Now for those of you not avidly following the development of new opera, I’ll stop name-dropping for a second and try to catch you up: Imagine if you started up a songwriting commissioning project with a few bucks you had laying under the bed, and Billie Eilish, Nick Cave, and Alicia Keys applied. That’s kind of what happened here. You may have heard of Lincoln Center, Opera America, Edinburgh Fringe Festival, Beth Morrison Project’s Prototype Festival, Washington Opera, Houston Grand Opera. That’s where these leading composer-librettist teams were working before they took a flyer at a West Edge Opera commission. Put it this way: if the Metropolitan Opera did this, The New York Times would probably devote a banner headline to it on the arts page.

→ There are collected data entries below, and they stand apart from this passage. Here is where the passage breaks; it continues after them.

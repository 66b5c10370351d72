// src/errors.rs
use axum::{
    http::StatusCode,
    response::{IntoResponse, Response},
    Json,
};
use serde_json::json;
use thiserror::Error;

#[derive(Error, Debug)]
pub enum AppError {
    #[error("Please login first!")]
    Unauthenticated,

    #[error("Admin access required")]
    Forbidden,

    #[error("User already exists!")]
    DuplicateUser,

    #[error("Invalid credentials!")]
    InvalidCredentials,

    #[error("Account inactive. Contact support.")]
    AccountInactive,

    #[error("Request {0} not found")]
    RequestNotFound(u64),

    #[error("User {0} not found")]
    UserNotFound(u64),

    #[error("Passwords mismatch!")]
    PasswordMismatch,

    #[error("Insufficient balance!")]
    InsufficientBalance,

    #[error("Invalid amount: {0}")]
    InvalidAmount(String),

    #[error("Validation error: {0}")]
    ValidationError(String),

    #[error("Password hashing error: {0}")]
    PasswordHash(#[from] bcrypt::BcryptError),

    #[error("Token error: {0}")]
    Token(#[from] jsonwebtoken::errors::Error),

    #[error("Storage error: {0}")]
    Storage(#[from] std::io::Error),

    #[error("Serialization error: {0}")]
    Serialization(#[from] serde_json::Error),

    #[error("Configuration error: {0}")]
    ConfigurationError(String),

    #[error("Background task failed: {0}")]
    Task(#[from] tokio::task::JoinError),
}

impl AppError {
    pub fn status(&self) -> StatusCode {
        match self {
            AppError::Unauthenticated => StatusCode::UNAUTHORIZED,
            AppError::Forbidden => StatusCode::FORBIDDEN,
            AppError::DuplicateUser => StatusCode::CONFLICT,
            AppError::InvalidCredentials => StatusCode::UNAUTHORIZED,
            AppError::AccountInactive => StatusCode::FORBIDDEN,
            AppError::RequestNotFound(_) => StatusCode::NOT_FOUND,
            AppError::UserNotFound(_) => StatusCode::NOT_FOUND,
            AppError::PasswordMismatch => StatusCode::BAD_REQUEST,
            AppError::InsufficientBalance => StatusCode::BAD_REQUEST,
            AppError::InvalidAmount(_) => StatusCode::BAD_REQUEST,
            AppError::ValidationError(_) => StatusCode::BAD_REQUEST,
            AppError::PasswordHash(_)
            | AppError::Token(_)
            | AppError::Storage(_)
            | AppError::Serialization(_)
            | AppError::ConfigurationError(_)
            | AppError::Task(_) => StatusCode::INTERNAL_SERVER_ERROR,
        }
    }

    fn code(&self) -> &'static str {
        match self {
            AppError::Unauthenticated => "unauthenticated",
            AppError::Forbidden => "forbidden",
            AppError::DuplicateUser => "duplicate_user",
            AppError::InvalidCredentials => "invalid_credentials",
            AppError::AccountInactive => "account_inactive",
            AppError::RequestNotFound(_) => "request_not_found",
            AppError::UserNotFound(_) => "user_not_found",
            AppError::PasswordMismatch => "password_mismatch",
            AppError::InsufficientBalance => "insufficient_balance",
            AppError::InvalidAmount(_) => "invalid_amount",
            AppError::ValidationError(_) => "validation_error",
            AppError::PasswordHash(_) => "password_hash_error",
            AppError::Token(_) => "token_error",
            AppError::Storage(_) => "storage_error",
            AppError::Serialization(_) => "serialization_error",
            AppError::ConfigurationError(_) => "configuration_error",
            AppError::Task(_) => "task_error",
        }
    }
}

impl IntoResponse for AppError {
    fn into_response(self) -> Response {
        let status = self.status();

        // Internal failures keep their detail in the log, not the body
        let message = if status.is_server_error() {
            tracing::error!("❌ {}", self);
            "Internal server error".to_string()
        } else {
            self.to_string()
        };

        let body = Json(json!({
            "error": self.code(),
            "message": message,
            "success": false,
            "timestamp": chrono::Utc::now().to_rfc3339(),
        }));

        (status, body).into_response()
    }
}

impl From<validator::ValidationErrors> for AppError {
    fn from(err: validator::ValidationErrors) -> Self {
        AppError::ValidationError(err.to_string())
    }
}

// Helper conversion functions
impl AppError {
    pub fn invalid_amount(msg: impl Into<String>) -> Self {
        AppError::InvalidAmount(msg.into())
    }

    pub fn configuration(msg: impl Into<String>) -> Self {
        AppError::ConfigurationError(msg.into())
    }
}

pub type Result<T> = std::result::Result<T, AppError>;
use serde::{Deserialize, Serialize};

#[derive(Debug, Clone, Serialize, Deserialize, PartialEq)]
pub struct CoinPrice {
    pub id: String,
    pub name: String,
    pub price: f64,
    pub change: f64,
}

impl CoinPrice {
    pub fn new(id: &str, name: &str, price: f64, change: f64) -> Self {
        CoinPrice {
            id: id.to_string(),
            name: name.to_string(),
            price,
            change,
        }
    }
}

#[derive(Debug, Clone, Serialize)]
pub struct PaymentMethod {
    pub name: &'static str,
    pub number: &'static str,
}

pub static PAYMENT_METHODS: [PaymentMethod; 4] = [
    PaymentMethod { name: "bKash", number: "01917142350" },
    PaymentMethod { name: "Rocket", number: "01306755110" },
    PaymentMethod { name: "Nagad", number: "01865467486" },
    PaymentMethod { name: "Upay", number: "01865467486" },
];

pub fn initial_prices() -> Vec<CoinPrice> {
    vec![
        CoinPrice::new("btc", "Bitcoin (BTC)", 117926.99, 2.45),
        CoinPrice::new("eth", "Ethereum (ETH)", 3647.14, -0.59),
        CoinPrice::new("bnb", "BNB", 790.52, 4.25),
    ]
}
pub mod seed;
pub mod store;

All of which raises a good problem. It’s totally plausible, probable really, that five or six of these teams end up with really good, eminently producible works worthy of a $60,000 commissioning prize and a performance. But there’s only one prize available right now. So I asked Rosen if the project was scalable, and he wrote back, “that’s certainly the hope. If enough people find the program interesting and valuable, our hope is that it can create a broad base of support for these sorts of projects. And we’re going to do our absolute best to make sure that happens. These are great projects and great people, and we'll do whatever we can to encourage their visions.” Better get fundraising, Brian.

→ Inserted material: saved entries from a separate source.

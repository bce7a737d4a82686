//! Turns spreadsheets whose cells carry hand-assigned semantic roles into a
//! normalized multidimensional observation dataset.
//!
//! One forward scan per sheet reconstructs the column-header nesting, the
//! row-property→row-header bindings (including the "id." copy-down
//! convention), and emits one observation per non-empty data cell carrying
//! every header binding active at its grid position. Sheets are independent;
//! callers may extract many workbooks in parallel.

pub mod domain;
pub mod extract;
pub mod infra;
pub mod usecase;

pub use domain::entities::cell::{Cell, CellNote, MergeBox, Role, SheetGrid};
pub use domain::entities::header::{CellRef, HeaderNode, NodeId, NodeKind, NodeRegistry, SheetId};
pub use domain::entities::observation::{
    Annotation, DatasetDescriptor, DatasetExtract, Observation, SheetDescriptor, SheetExtract,
};
pub use extract::{extract_dataset, extract_sheet};

#[cfg(test)]
mod tests;
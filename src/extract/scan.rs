use std::collections::BTreeSet;

use tracing::debug;

use crate::domain::entities::cell::{clean_text, Cell, Role, SheetGrid};
use crate::domain::entities::header::{CellRef, HeaderNode, NodeId, NodeKind, NodeRegistry, SheetId};
use crate::domain::entities::observation::{
    Annotation, Observation, SheetDescriptor, SheetExtract,
};
use crate::extract::columns::{ColumnStacks, RowProperties};
use crate::extract::rows::RowDimensions;

/// Runs the single forward scan over one sheet: rows increasing, columns
/// increasing within a row. Each cell dispatches by role into the column/row
/// accumulators; data cells read whatever state the headers above and to the
/// left have already established. The scan never fails; malformed layouts
/// degrade locally.
pub fn extract_sheet(sheet_id: SheetId, grid: &SheetGrid) -> SheetExtract {
    let mut scanner = Scanner::new(sheet_id, grid);
    for row in 0..grid.row_count() {
        for col in 0..grid.col_count() {
            if let Some(cell) = grid.cell_at(row, col) {
                scanner.visit(cell);
            }
        }
    }
    scanner.finish()
}

struct Scanner<'a> {
    sheet: SheetId,
    grid: &'a SheetGrid,
    columns: ColumnStacks,
    properties: RowProperties,
    row_dims: RowDimensions,
    nodes: NodeRegistry,
    observations: Vec<Observation>,
    annotations: Vec<Annotation>,
    titles: Vec<String>,
    marked_cells: u32,
}

impl<'a> Scanner<'a> {
    fn new(sheet: SheetId, grid: &'a SheetGrid) -> Scanner<'a> {
        Scanner {
            sheet,
            grid,
            columns: ColumnStacks::default(),
            properties: RowProperties::default(),
            row_dims: RowDimensions::default(),
            nodes: NodeRegistry::default(),
            observations: Vec::new(),
            annotations: Vec::new(),
            titles: Vec::new(),
            marked_cells: 0,
        }
    }

    fn visit(&mut self, cell: &Cell) {
        if cell.role.is_marked() {
            self.marked_cells += 1;
        }

        // Curator notes are extracted regardless of the structural role.
        let annotation = self.extract_annotation(cell);
        if let Some(annotation) = &annotation {
            self.annotations.push(annotation.clone());
        }

        match cell.role {
            Role::Data => self.on_data(cell, annotation),
            Role::ColumnHeader => self.on_column_header(cell),
            Role::RowHeader => self.on_row_header(cell),
            Role::HierarchicalRowHeader => self.on_hierarchical_row_header(cell),
            Role::RowProperty => self.on_row_property(cell),
            Role::Title => self.on_title(cell),
            Role::Unmarked => {}
        }
    }

    fn cell_ref(&self, cell: &Cell) -> CellRef {
        CellRef::new(self.sheet, cell.row, cell.col)
    }

    fn on_column_header(&mut self, cell: &Cell) {
        if cell.is_empty() {
            if let Some(merge) = self.grid.merge_box_at(cell.row, cell.col) {
                // Covered by a merge box: reuse the anchor column's top node
                // instead of minting a duplicate.
                let (_, anchor_col) = merge.anchor();
                match self.columns.top(anchor_col) {
                    Some(node) => {
                        self.columns
                            .push(cell.col, cell.col_span, self.grid.col_count(), node);
                    }
                    None => {
                        debug!(
                            row = cell.row,
                            col = cell.col,
                            "covered header has no resolvable anchor, column left without dimension"
                        );
                    }
                }
                return;
            }
        }

        let id = NodeId::new(self.cell_ref(cell), NodeKind::ColumnHeader);
        let parent = self.columns.top(cell.col);
        debug!(row = cell.row, col = cell.col, label = %cell.raw_value, "add column header");
        self.nodes.insert(HeaderNode {
            id,
            label: clean_text(&cell.raw_value),
            kind: NodeKind::ColumnHeader,
            parent,
            bound_property: None,
        });
        self.columns
            .push(cell.col, cell.col_span, self.grid.col_count(), id);
    }

    fn on_row_property(&mut self, cell: &Cell) {
        if cell.is_empty() {
            debug!(row = cell.row, col = cell.col, "empty row property, nothing recorded");
            return;
        }
        let id = NodeId::new(self.cell_ref(cell), NodeKind::RowProperty);
        debug!(row = cell.row, col = cell.col, label = %cell.raw_value, "add row property");
        self.nodes.insert(HeaderNode {
            id,
            label: clean_text(&cell.raw_value),
            kind: NodeKind::RowProperty,
            parent: None,
            bound_property: None,
        });
        self.properties
            .activate(cell.col, cell.col_span, self.grid.col_count(), id);
    }

    fn on_row_header(&mut self, cell: &Cell) {
        if cell.is_empty() {
            return;
        }
        let Some(property) = self.properties.active(cell.col) else {
            debug!(
                row = cell.row,
                col = cell.col,
                "row header without an active property, entry dropped"
            );
            return;
        };
        self.mint_row_header(cell, property);
    }

    fn on_hierarchical_row_header(&mut self, cell: &Cell) {
        let Some(property) = self.properties.active(cell.col) else {
            debug!(
                row = cell.row,
                col = cell.col,
                "hierarchical row header without an active property, entry dropped"
            );
            return;
        };
        if cell.is_empty() || is_copy_down_marker(&cell.raw_value) {
            // Curators elide repeated labels with "id." (idem); inherit the
            // value list from the row above. Rows are finalized in order, so
            // chained copies resolve to the originally minted node.
            let copied = self.row_dims.copy_down(
                cell.row,
                cell.row_span,
                self.grid.row_count(),
                property,
            );
            if !copied {
                debug!(
                    row = cell.row,
                    col = cell.col,
                    "copy-down with nothing above, nothing recorded"
                );
            }
            return;
        }
        self.mint_row_header(cell, property);
    }

    fn mint_row_header(&mut self, cell: &Cell, property: NodeId) {
        let id = NodeId::new(self.cell_ref(cell), NodeKind::RowHeader);
        debug!(row = cell.row, col = cell.col, label = %cell.raw_value, "add row header");
        self.nodes.insert(HeaderNode {
            id,
            label: clean_text(&cell.raw_value),
            kind: NodeKind::RowHeader,
            parent: None,
            bound_property: Some(property),
        });
        self.row_dims
            .bind(cell.row, cell.row_span, self.grid.row_count(), property, id);
    }

    fn on_data(&mut self, cell: &Cell, annotation: Option<Annotation>) {
        if cell.is_empty() {
            return;
        }

        let mut dimensions: BTreeSet<NodeId> = BTreeSet::new();
        dimensions.extend(self.columns.stack(cell.col).iter().copied());
        dimensions.extend(self.row_dims.values_in_row(cell.row));
        if dimensions.is_empty() {
            debug!(
                row = cell.row,
                col = cell.col,
                "data cell without any dimension, emitting with empty set"
            );
        }

        self.observations.push(Observation {
            cell: self.cell_ref(cell),
            value: cell.raw_value.clone(),
            dimensions,
            annotation,
        });
    }

    fn on_title(&mut self, cell: &Cell) {
        let title = clean_text(&cell.raw_value);
        if !title.is_empty() {
            self.titles.push(title);
        }
    }

    fn extract_annotation(&self, cell: &Cell) -> Option<Annotation> {
        let note = cell.note.as_ref()?;
        Some(Annotation {
            cell: self.cell_ref(cell),
            text: clean_text(&note.text),
            author: note
                .author
                .as_deref()
                .map(str::trim)
                .filter(|author| !author.is_empty())
                .map(str::to_string),
            date: note
                .date
                .as_deref()
                .and_then(|date| chrono::NaiveDate::parse_from_str(date.trim(), "%Y-%m-%d").ok()),
        })
    }

    fn finish(self) -> SheetExtract {
        SheetExtract {
            descriptor: SheetDescriptor {
                id: self.sheet,
                name: self.grid.name().to_string(),
                row_count: self.grid.row_count(),
                col_count: self.grid.col_count(),
                marked_cells: self.marked_cells,
                titles: self.titles,
            },
            nodes: self.nodes,
            observations: self.observations,
            annotations: self.annotations,
        }
    }
}

/// The "id." / "id " convention: repeat the row header from the row above.
fn is_copy_down_marker(raw_value: &str) -> bool {
    let lowered = raw_value.to_lowercase();
    lowered == "id." || lowered == "id "
}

In the meantime, if cool new opera and musical theater is your thing, here are a few of the possible highlights from the pool of contestants.
• Sankaram and Campbell (who, just by the way, won a Pulitzer Prize for writing the libretto for the opera Silent Night) are working on an adaptation of Abraham Verghese’s memoir My Own Country. The work chronicles the AIDS crisis through the eyes of an immigrant doctor in a rural Tennessee town. Sankaram is the daughter of an Indian physician who immigrated to the United States, and her own experience in conjunction with Campbell’s experience as a gay man who survived the epidemic make this a very personal story for each.
• Haber and Vavrek (the librettist for Breaking the Waves) are planning The Pope’s Jews, the true story of two sets of Jewish children who were abducted and converted to Catholicism, once in the 19th century and then again after the Holocaust, both times with the direct involvement of the Pope. The score will be heavily influenced by archival recordings of liturgical music of Jews living in Rome in the mid-20th century. Haber is already deeply involved in researching Jewish liturgical music in Rome, for another award-winning project.
• Woolf and librettist David Van Taylor (better known as a documentary filmmaker) proposed City on Fire, the story of a 1947 explosion in Texas that was the largest industrial accident in U.S. history at the time. In the aftermath of the blast, controversy erupted over the proper handling of the remains, as identification was often impossible. Can tragedy bring a people together?
• Composer Damien Geter (who qualifies as up-and-coming, despite being named artistic advisor for Portland Opera in July and having a major premiere scheduled for January with the Resonance Ensemble and Oregon Symphony) and librettist Lila Palmer, inspired by a 19th-century immersive cyclorama painting considered to be the virtual reality of its time, are bringing The Battle of Atlanta to life onstage. By animating the lives of the subjects of the painting as well as the lives of the painters, owners, laborers, and viewers who have been impacted by the work throughout its complex and disputed history, the team hope to create an immersive, layered, and affecting representation of America’s own complex and disputed history of racial inequality and economic injustice.
• Justine Chen and Stephanie Fleischmann are working with director Aya Ogawa, on Seven Sisters, a multifaceted theater piece weaving the myths and stories of Chen’s family through the decades with the myths and stories of her culture through the ages. Seven Sisters will be a chamber opera that explores how women are framed and limited by their histories and what it means to honor and acknowledge that framework while fighting to escape from its limitations.
• Bouchard and Georgina Escobar and director Keith Turnbull are setting about Onset Was Sudden, a spinoff of Boccaccio’s Decamaron involving early nautical flag codes as refugees from a plague express their need for spontaneous communication by sharing tales.
Look for these projects and 16 others on West Edge Opera’s Aperture website.